Tutto si ferma. Quel mondo che continuava a vorticarti attorno, caotico, senza uno schema; il tuo respiro affannato, desideroso di sentire l’odore dolceamaro di una vita grama all’interno di un bicchiere d’assenzio; lo sguardo lontano di Matthew Bellamy, che lega i propri occhi ai tuoi, con un’espressione d’indecifrabile rassegnazione, a metà tra una condanna a morte ed il perdono di un padre misericordioso; il cuore che perde un battito; il vuoto assoluto quando tenti di ricordare le emozioni più belle che hai provato negli ultimi dieci anni: il giorno in cui sei diventato padre, la prima volta che hai firmato un autografo, l’ultima volta che hai detto “Ti amo” a tua moglie pensandolo davvero; tutto bloccato in quella lacrima, che ti chiedi quanto ci metta a sfuggire via, che ti sembra voglia durare un’intera vita, la stessa vita che ti sei fatto scivolare addosso con incosciente noncuranza.

«Basta. O sei fuori.» e ti guarda proprio fisso negli occhi, mentre lo dice, con quegli occhi grigi che sono freddi come il ghiaccio e roventi come carboni ardenti, allo stesso tempo, come qualcuno che crede di riuscire a salvarsi salvando gli altri.
Non l’ha detto davvero, ti dici, non può averlo detto davvero.
«Basta. Lo giuro.» ti ritrovi a dire.

Ed è tutto vero, non c’è nulla di più vero di questo, della consapevolezza che non sei solo nell’universo, che non hai bisogno di colmare nessun fottutissimo vuoto e che la tua vita sarebbe perfetta nella sua semplice essenza, se solo tu non ti ostinassi ad avvelenarla senza ritegno.

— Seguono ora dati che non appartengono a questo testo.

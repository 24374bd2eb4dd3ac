//! RAG pipeline: load, split, embed, index, retrieve, prompt, generate

use std::sync::Arc;

use serde::Serialize;
use tracing::info;

use docqa_core::{Embedder, LLMProvider, PdfDocument, Result, ScoredChunk};

use crate::chunker::RecursiveChunker;
use crate::composer::AnswerComposer;
use crate::config::RagConfig;
use crate::index::{DocumentIndex, Indexer};
use crate::ingest::PdfIngestor;
use crate::retriever::Retriever;

/// A generated answer and the chunks it was conditioned on
#[derive(Debug, Clone, Serialize)]
pub struct Answer {
    pub text: String,
    pub sources: Vec<ScoredChunk>,
}

/// Sequences the pipeline stages; holds no per-document state
pub struct RagPipeline {
    ingestor: PdfIngestor,
    chunker: RecursiveChunker,
    indexer: Indexer,
    retriever: Retriever,
    composer: AnswerComposer,
    embedding_model: String,
}

impl RagPipeline {
    pub fn new(config: RagConfig, embedder: Arc<dyn Embedder>) -> Result<Self> {
        config.validate()?;

        Ok(Self {
            ingestor: PdfIngestor::new(),
            chunker: RecursiveChunker::new(config.chunking)?,
            indexer: Indexer::new(embedder.clone()),
            retriever: Retriever::new(embedder.clone(), config.top_k),
            composer: AnswerComposer::new(config.prompt_template),
            embedding_model: embedder.model_id().to_string(),
        })
    }

    pub fn embedding_model(&self) -> &str {
        &self.embedding_model
    }

    pub fn top_k(&self) -> usize {
        self.retriever.top_k()
    }

    /// Parse uploaded bytes into pages
    pub fn load(&self, bytes: &[u8], source: &str) -> Result<PdfDocument> {
        self.ingestor.load_bytes(bytes, source)
    }

    /// Chunk and embed a loaded document into a fresh index
    pub async fn index(&self, document: &PdfDocument) -> Result<DocumentIndex> {
        let chunks = self.chunker.chunk_pages(&document.pages);
        info!(
            source = %document.source,
            chars = document.char_count(),
            chunks = chunks.len(),
            "chunked document"
        );
        self.indexer.build(document, chunks).await
    }

    /// Retrieve context for `question` and generate one answer
    pub async fn ask(
        &self,
        index: &DocumentIndex,
        question: &str,
        llm: &dyn LLMProvider,
    ) -> Result<Answer> {
        let sources = self.retriever.retrieve(index, question).await?;
        let text = self.composer.answer(llm, &sources, question).await?;
        Ok(Answer { text, sources })
    }
}

#[cfg(test)]
mod tests {
    use super::*;
    use crate::embedder::HashEmbedder;
    use crate::ingest::fixtures::pdf_with_pages;
    use crate::tests::MockLLM;
    use docqa_core::Error;

    fn pipeline() -> RagPipeline {
        RagPipeline::new(RagConfig::default(), Arc::new(HashEmbedder::default())).unwrap()
    }

    #[tokio::test]
    async fn test_end_to_end_prompt_contains_context_and_question() {
        let pipeline = pipeline();
        let bytes = pdf_with_pages(&[
            "Volcanoes form where tectonic plates diverge or converge",
            "Glaciers carve U shaped valleys",
        ]);

        let document = pipeline.load(&bytes, "geo.pdf").unwrap();
        let index = pipeline.index(&document).await.unwrap();
        assert_eq!(index.chunk_count, 2);

        let llm = MockLLM::answering("Plate boundaries.");
        let answer = pipeline
            .ask(&index, "Where do volcanoes form?", &llm)
            .await
            .unwrap();

        assert_eq!(answer.text, "Plate boundaries.");
        assert_eq!(answer.sources.len(), 2);

        let prompts = llm.prompts();
        assert_eq!(prompts.len(), 1);
        assert!(prompts[0].contains("tectonic plates"));
        assert!(prompts[0].ends_with("Question: Where do volcanoes form?"));
    }

    #[tokio::test]
    async fn test_generation_failure_is_surfaced() {
        let pipeline = pipeline();
        let bytes = pdf_with_pages(&["Some content"]);
        let document = pipeline.load(&bytes, "a.pdf").unwrap();
        let index = pipeline.index(&document).await.unwrap();

        let llm = MockLLM::failing();
        let result = pipeline.ask(&index, "anything", &llm).await;
        assert!(matches!(result, Err(Error::GenerationService(_))));
    }

    #[test]
    fn test_invalid_config_rejected() {
        let config = RagConfig {
            top_k: 0,
            ..Default::default()
        };
        assert!(RagPipeline::new(config, Arc::new(HashEmbedder::default())).is_err());
    }
}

Sai che è vero, che è così, che di lì non si scappa, eppure non ci credi. Non ci credi fino a quando non finisci per rimanere un’intera settimana steso sul divano di casa, a guardare programmi spazzatura mangiando del cibo che non può minimamente giovare al tuo fegato già provato, senza nemmeno pensare di andare agli studio, col terrore di rincontrare gli sguardi delusi di Dom e Matt, col telefono che squilla e il nome di Tom che lampeggia, preoccupato – Tom, il nome, lo squillo, tua moglie che ti guarda fingendo di non vederti, tutto ricolmo di preoccupazione – non credi più a nulla ormai, non credi nemmeno di essere davvero riuscito a non toccare alcol per addirittura sette interminabili giorni. Eppure ce l’hai fatta.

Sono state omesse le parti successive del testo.